WHAT YOU SHOULD DO: Within the listing below, please show every line carrying the string "Some".

INPUT DATA:
※ ※ ※

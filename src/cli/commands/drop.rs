use anyhow::Result;
use clap::Args;
use serde::Serialize;
use std::collections::BTreeMap;

use super::{OutputFormat, collect_batch, print_files};
use crate::cli::{ConsoleToaster, Output};
use crate::config::{DropZoneConfig, YourOrbitConfig};
use crate::dropzone::{DropOutcome, FileDropZone};
use crate::intake::UploadedFile;
use crate::notify::{Toast, ToastLog};

#[derive(Args)]
pub struct DropArgs {
    /// Files, directories or glob patterns to drop
    #[arg(required = true)]
    pub paths: Vec<String>,

    /// Output format
    #[arg(short, long, value_enum, default_value_t = OutputFormat::Text)]
    pub format: OutputFormat,

    /// Accepted MIME pattern, e.g. image/* (repeatable, replaces dropzone.accept)
    #[arg(long, value_delimiter = ',')]
    pub accept: Vec<String>,

    /// Maximum file size in bytes
    #[arg(long)]
    pub max_size: Option<u64>,

    /// Accept a single file per drop
    #[arg(long)]
    pub single: bool,
}

#[derive(Serialize)]
struct DropReport<'a> {
    outcome: &'a DropOutcome,
    files: &'a [UploadedFile],
    toasts: &'a [Toast],
}

pub async fn execute(args: DropArgs, config: &YourOrbitConfig, output: &Output) -> Result<()> {
    let dropzone = apply_overrides(config.dropzone()?, &args);
    let duration = config.toast()?.duration_ms;
    let batch = collect_batch(&args.paths)?;
    tracing::info!("Dropping {} file(s)", batch.len());

    match args.format {
        OutputFormat::Text => {
            let mut zone = FileDropZone::new(dropzone, ConsoleToaster::new(*output))?.with_toast_duration(duration);
            let outcome = zone.handle_drop(batch);
            if outcome.ignored {
                output.warning("Drop zone is disabled; nothing was added");
                return Ok(());
            }
            print_files(&zone.view(), output);
        }
        OutputFormat::Json => {
            let mut zone = FileDropZone::new(dropzone, ToastLog::default())?.with_toast_duration(duration);
            let outcome = zone.handle_drop(batch);
            let report = DropReport {
                outcome: &outcome,
                files: zone.files().as_slice(),
                toasts: zone.sink().toasts(),
            };
            println!("{}", serde_json::to_string_pretty(&report)?);
        }
    }

    Ok(())
}

fn apply_overrides(mut config: DropZoneConfig, args: &DropArgs) -> DropZoneConfig {
    if !args.accept.is_empty() {
        config.accept = args
            .accept
            .iter()
            .map(|pattern| (pattern.trim().to_string(), Vec::new()))
            .collect::<BTreeMap<_, _>>();
    }
    if let Some(max_size) = args.max_size {
        config.max_size_bytes = max_size;
    }
    if args.single {
        config.allow_multiple = false;
    }
    config
}
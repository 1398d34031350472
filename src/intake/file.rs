//! Uploaded file descriptors

use anyhow::{Context, Result};
use serde::{Deserialize, Serialize};
use std::path::{Path, PathBuf};
use std::time::UNIX_EPOCH;

use crate::shared::{bytes_to_mb, mime};

/// A file handed to the drop zone.
///
/// Only `name`, `size` and `last_modified` take part in de-duplication; the
/// source path is carried along for whoever consumes the list and is never
/// read by the intake logic.
#[derive(Debug, Clone, PartialEq, Eq, Serialize, Deserialize)]
pub struct UploadedFile {
    pub name: String,
    /// Size in bytes
    pub size: u64,
    /// Modification time in milliseconds since the Unix epoch
    pub last_modified: i64,
    pub mime_type: String,
    #[serde(skip_serializing_if = "Option::is_none")]
    pub source: Option<PathBuf>,
}

/// Identity of a file for duplicate detection
#[derive(Debug, Clone, Copy, PartialEq, Eq, Hash)]
pub struct FileIdentity<'a> {
    pub name: &'a str,
    pub size: u64,
    pub last_modified: i64,
}

impl UploadedFile {
    pub fn new(name: impl Into<String>, size: u64, last_modified: i64, mime_type: impl Into<String>) -> Self {
        Self {
            name: name.into(),
            size,
            last_modified,
            mime_type: mime_type.into(),
            source: None,
        }
    }

    /// Build a descriptor from a file on disk. The MIME type is guessed from
    /// the extension.
    pub fn from_path(path: &Path) -> Result<Self> {
        let metadata = std::fs::metadata(path)
            .with_context(|| format!("Failed to read metadata for {}", path.display()))?;

        let name = path
            .file_name()
            .map(|n| n.to_string_lossy().into_owned())
            .with_context(|| format!("Path has no file name: {}", path.display()))?;

        let last_modified = metadata
            .modified()
            .ok()
            .and_then(|time| time.duration_since(UNIX_EPOCH).ok())
            .map(|elapsed| elapsed.as_millis() as i64)
            .unwrap_or_default();

        let mime_type = mime::guess_from_name(&name).to_string();

        Ok(Self {
            name,
            size: metadata.len(),
            last_modified,
            mime_type,
            source: Some(path.to_path_buf()),
        })
    }

    pub fn identity(&self) -> FileIdentity<'_> {
        FileIdentity {
            name: &self.name,
            size: self.size,
            last_modified: self.last_modified,
        }
    }

    /// Whether two descriptors refer to the same upload
    pub fn same_as(&self, other: &UploadedFile) -> bool {
        self.identity() == other.identity()
    }

    /// Size in megabytes
    pub fn size_mb(&self) -> f64 {
        bytes_to_mb(self.size)
    }

    /// Size as shown in the upload preview, e.g. `1.000 MB`
    pub fn display_size(&self) -> String {
        format!("{:.3} MB", self.size_mb())
    }
}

※ ※ ※

ANSWER:
    if let Some(max_size) = args.max_size {
            source: Some(path.to_path_buf()),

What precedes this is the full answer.